Arsenal pagará 75 millones de libras por Bruno Guimarães, que firmará un contrato de cuatro años, hasta 2030. Una inversión de peso para reforzar la sala de máquinas de Mikel Arteta con un perfil que domina varias alturas del centro del campo: salida limpia, agresividad en la presión, personalidad con balón y carácter competitivo.

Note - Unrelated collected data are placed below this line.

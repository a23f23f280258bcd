use std::path::PathBuf;
use std::process::ExitStatus;
use std::time::Instant;

use crate::capture::{self, spawn_capture, spawn_progress_capture};
use crate::command::CommandBuilder;
use crate::config::Config;
use crate::error::{Error, Result};
use crate::request::Request;
use crate::response::Response;
use crate::types::{Format, ProgressCallback, Thumbnail, VideoInfo};

/// Runs the external downloader, one process per call.
///
/// Holds no per-call state, so a single value can serve any number of
/// concurrent calls.
#[derive(Debug, Clone, Default)]
pub struct YoutubeDl {
    config: Config
}

impl YoutubeDl {
    pub fn new() -> Self {
        Self::with_config(Config::new())
    }

    pub fn with_config(config: Config) -> Self {
        Self { config }
    }

    pub fn with_binary(path: impl Into<PathBuf>) -> Self {
        Self::with_config(Config::new().executable(path))
    }

    pub fn config(&self) -> &Config {
        &self.config
    }

    pub async fn execute(&self, request: &Request) -> Result<Response> {
        self.run(request, None).await
    }

    /// Like [`execute`](Self::execute), calling `callback` for every progress
    /// line the tool prints on stdout.
    pub async fn execute_with_progress(
        &self,
        request: &Request,
        callback: impl ProgressCallback
    ) -> Result<Response> {
        self.run(request, Some(Box::new(callback))).await
    }

    async fn run(
        &self,
        request: &Request,
        callback: Option<Box<dyn ProgressCallback>>
    ) -> Result<Response> {
        let builder = CommandBuilder::new(self.config.executable_path()).line(request.build_options());

        let mut cmd = builder.build(self.config.env_vars());
        if let Some(directory) = request.directory() {
            cmd.current_dir(directory);
        }

        tracing::debug!(
            binary = %builder.binary().display(),
            args = ?builder.get_args(),
            directory = ?request.directory(),
            "spawning youtube-dl"
        );

        let start = Instant::now();
        let mut child = cmd
            .spawn()
            .map_err(|e| Error::launch(e, builder.binary().to_path_buf()))?;

        let stdout = child
            .stdout
            .take()
            .ok_or_else(|| Error::Spawn(std::io::Error::other("stdout was not piped")))?;
        let stderr = child
            .stderr
            .take()
            .ok_or_else(|| Error::Spawn(std::io::Error::other("stderr was not piped")))?;

        let out_task = spawn_progress_capture(stdout, "stdout", callback);
        let err_task = spawn_capture(stderr, "stderr");

        let (out, err) = tokio::join!(
            capture::join(out_task, "stdout"),
            capture::join(err_task, "stderr")
        );

        let status = child.wait().await.map_err(Error::Wait)?;
        let elapsed_ms = u64::try_from(start.elapsed().as_millis()).unwrap_or(u64::MAX);
        let exit_code = exit_code(status);

        tracing::debug!(exit_code, elapsed_ms, "youtube-dl exited");

        if !out.complete || !err.complete {
            tracing::warn!(
                stdout_complete = out.complete,
                stderr_complete = err.complete,
                "youtube-dl output may be truncated"
            );
        }

        if exit_code > 0 {
            return Err(Error::CommandFailed {
                code: exit_code,
                stderr: err.text
            });
        }

        Ok(Response::new(
            builder.command_line(),
            request.options().clone(),
            request.directory().map(PathBuf::from),
            exit_code,
            elapsed_ms,
            out,
            err
        ))
    }

    /// Version string reported by the executable.
    pub async fn version(&self) -> Result<String> {
        let request = Request::new().option_flag("version");
        let response = self.execute(&request).await?;
        Ok(response.out().trim().to_string())
    }

    /// Runs the version query and logs the outcome; a missing executable
    /// surfaces as [`Error::BinaryNotFound`].
    pub async fn check_binary(&self) -> Result<String> {
        match self.version().await {
            Ok(version) => {
                tracing::info!(version = %version, "youtube-dl available");
                Ok(version)
            }
            Err(e) => {
                tracing::warn!(
                    binary = %self.config.executable_path().display(),
                    error = %e,
                    "youtube-dl not usable"
                );
                Err(e)
            }
        }
    }

    /// Full metadata for a single video. Playlists are not expanded.
    pub async fn video_info(&self, url: &str) -> Result<VideoInfo> {
        let request = Request::with_url(url)
            .option_flag("dump-json")
            .option_flag("no-playlist");

        let response = self.execute(&request).await?;

        serde_json::from_str(response.out()).map_err(|e| Error::metadata(&e))
    }

    pub async fn formats(&self, url: &str) -> Result<Vec<Format>> {
        Ok(self.video_info(url).await?.formats)
    }

    pub async fn thumbnails(&self, url: &str) -> Result<Vec<Thumbnail>> {
        Ok(self.video_info(url).await?.thumbnails)
    }

    pub async fn categories(&self, url: &str) -> Result<Vec<String>> {
        Ok(self.video_info(url).await?.categories)
    }

    pub async fn tags(&self, url: &str) -> Result<Vec<String>> {
        Ok(self.video_info(url).await?.tags)
    }
}

/// Exit code of `status`. A process killed by a signal reports `128 + signal`.
fn exit_code(status: ExitStatus) -> i32 {
    if let Some(code) = status.code() {
        return code;
    }

    #[cfg(unix)]
    {
        use std::os::unix::process::ExitStatusExt;
        if let Some(signal) = status.signal() {
            return 128 + signal;
        }
    }

    1
}
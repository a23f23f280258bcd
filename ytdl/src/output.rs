use youtube_dl::Format;

/// One tab-separated line per format: id, extension, contents, size.
pub fn format_row(format: &Format) -> String {
    let size = format
        .estimated_size()
        .map_or_else(|| "-".to_string(), format_bytes);

    format!(
        "{}\t{}\t{}\t{}",
        format.format_id,
        format.ext.as_deref().unwrap_or("-"),
        format.kind(),
        size
    )
}

#[allow(clippy::cast_precision_loss)]
fn format_bytes(bytes: u64) -> String {
    if bytes >= 1 << 30 {
        format!("{:.2}GiB", bytes as f64 / f64::from(1u32 << 30))
    } else if bytes >= 1 << 20 {
        format!("{:.2}MiB", bytes as f64 / f64::from(1u32 << 20))
    } else if bytes >= 1 << 10 {
        format!("{:.2}KiB", bytes as f64 / f64::from(1u32 << 10))
    } else {
        format!("{bytes}B")
    }
}

#[cfg(test)]
mod tests {
    use super::*;

    #[test]
    fn test_format_row() {
        let format = Format {
            format_id: "140".to_string(),
            ext: Some("m4a".to_string()),
            vcodec: Some("none".to_string()),
            acodec: Some("mp4a.40.2".to_string()),
            filesize_approx: Some(3 * 1024 * 1024),
            ..Format::default()
        };
        assert_eq!(format_row(&format), "140\tm4a\taudio only\t3.00MiB");
    }

    #[test]
    fn test_format_row_without_details() {
        let format = Format {
            format_id: "sb0".to_string(),
            ..Format::default()
        };
        assert_eq!(format_row(&format), "sb0\t-\tunknown\t-");
    }

    #[test]
    fn test_format_bytes() {
        assert_eq!(format_bytes(512), "512B");
        assert_eq!(format_bytes(1536), "1.50KiB");
        assert_eq!(format_bytes(5 * (1 << 30)), "5.00GiB");
    }
}
//! Draining of child output streams.
//!
//! Each stream gets its own tokio task that reads until end-of-stream. Read
//! errors end the drain without being raised: whatever was read so far is
//! kept and the capture is marked incomplete. A panicking progress callback
//! is dropped, the stream is still read to the end, and the capture is
//! marked incomplete as well.

use std::panic::{AssertUnwindSafe, catch_unwind};

use tokio::io::{AsyncBufReadExt, AsyncRead, BufReader};
use tokio::task::JoinHandle;

use crate::types::{ProgressCallback, ProgressSample};

/// Everything read from one stream.
#[derive(Debug, Clone, Default, PartialEq, Eq)]
pub(crate) struct Capture {
    /// Bytes as read, line terminators included. Invalid UTF-8 is replaced.
    pub text: String,
    /// True when the stream was read to end-of-stream without error.
    pub complete: bool
}

/// Spawns a task collecting `stream` verbatim.
pub(crate) fn spawn_capture<R>(stream: R, name: &'static str) -> JoinHandle<Capture>
where
    R: AsyncRead + Unpin + Send + 'static
{
    tokio::spawn(drain(stream, name, |_| true))
}

/// Spawns a task collecting `stream` and reporting progress lines to `callback`.
///
/// Without a callback no line is inspected.
pub(crate) fn spawn_progress_capture<R>(
    stream: R,
    name: &'static str,
    callback: Option<Box<dyn ProgressCallback>>
) -> JoinHandle<Capture>
where
    R: AsyncRead + Unpin + Send + 'static
{
    let Some(callback) = callback else {
        return spawn_capture(stream, name);
    };

    let mut callback = Some(callback);
    tokio::spawn(drain(stream, name, move |line| {
        let Some(sample) = ProgressSample::parse(line) else {
            return true;
        };
        let Some(active) = callback.as_mut() else {
            return true;
        };

        tracing::trace!(percent = sample.percent, eta = sample.eta_seconds, "progress");
        if catch_unwind(AssertUnwindSafe(|| active.on_progress(sample))).is_ok() {
            return true;
        }

        tracing::warn!(stream = name, "progress callback panicked, no further progress is reported");
        callback = None;
        false
    }))
}

/// Awaits a capture task. A task that was cancelled or panicked yields an
/// empty, incomplete capture.
pub(crate) async fn join(handle: JoinHandle<Capture>, name: &'static str) -> Capture {
    match handle.await {
        Ok(capture) => capture,
        Err(e) => {
            tracing::warn!(stream = name, error = %e, "capture task failed");
            Capture::default()
        }
    }
}

/// Reads `stream` to the end, handing every line to `on_line`.
///
/// Lines end at `\n` or `\r`; the tool redraws progress with bare carriage
/// returns. Empty lines are not reported. `on_line` returning false marks the
/// capture incomplete without stopping the read.
async fn drain<R, F>(stream: R, name: &'static str, mut on_line: F) -> Capture
where
    R: AsyncRead + Unpin,
    F: FnMut(&str) -> bool
{
    let mut reader = BufReader::new(stream);
    let mut raw = Vec::new();
    let mut line = Vec::new();
    let mut complete = true;

    loop {
        let chunk = match reader.fill_buf().await {
            Ok([]) => break,
            Ok(chunk) => chunk,
            Err(e) if e.kind() == std::io::ErrorKind::Interrupted => continue,
            Err(e) => {
                tracing::warn!(stream = name, error = %e, "stopped reading child output");
                complete = false;
                break;
            }
        };

        raw.extend_from_slice(chunk);
        for &byte in chunk {
            if byte == b'\n' || byte == b'\r' {
                complete &= emit(&mut line, &mut on_line);
            } else {
                line.push(byte);
            }
        }

        let len = chunk.len();
        reader.consume(len);
    }
    complete &= emit(&mut line, &mut on_line);

    let text = match String::from_utf8(raw) {
        Ok(text) => text,
        Err(e) => String::from_utf8_lossy(e.as_bytes()).into_owned()
    };

    tracing::trace!(stream = name, bytes = text.len(), complete, "capture finished");

    Capture { text, complete }
}

fn emit<F: FnMut(&str) -> bool>(line: &mut Vec<u8>, on_line: &mut F) -> bool {
    if line.is_empty() {
        return true;
    }
    let ok = on_line(&String::from_utf8_lossy(line));
    line.clear();
    ok
}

También hay detalle para los más fetichistas: Bruno está previsto que vista el dorsal 39, un número que le ha acompañado en etapas anteriores en Athletico Paranaense, Lyon y Newcastle. En la plantilla de Arsenal ya existe un 39, el joven centrocampista Louie Copley, que lo ha lucido en pretemporada. No sería la primera vez que un canterano cede su dorsal a un fichaje estelar: Mika Biereth ya lo hizo cuando Declan Rice llegó desde West Ham United para quedarse con el 41.
El movimiento, más allá del impacto deportivo, marca territorio. Arsenal añade a uno de los centrocampistas más cotizados de la Premier League y Newcastle pierde a un referente del proyecto reciente. Para Bruno, en cambio, se abre “el siguiente desafío”, como dijo Jaissle.
La pregunta ya no es si llegará, sino cómo de rápido podrá imponer su sello en un vestuario que apunta sin disimulo al título.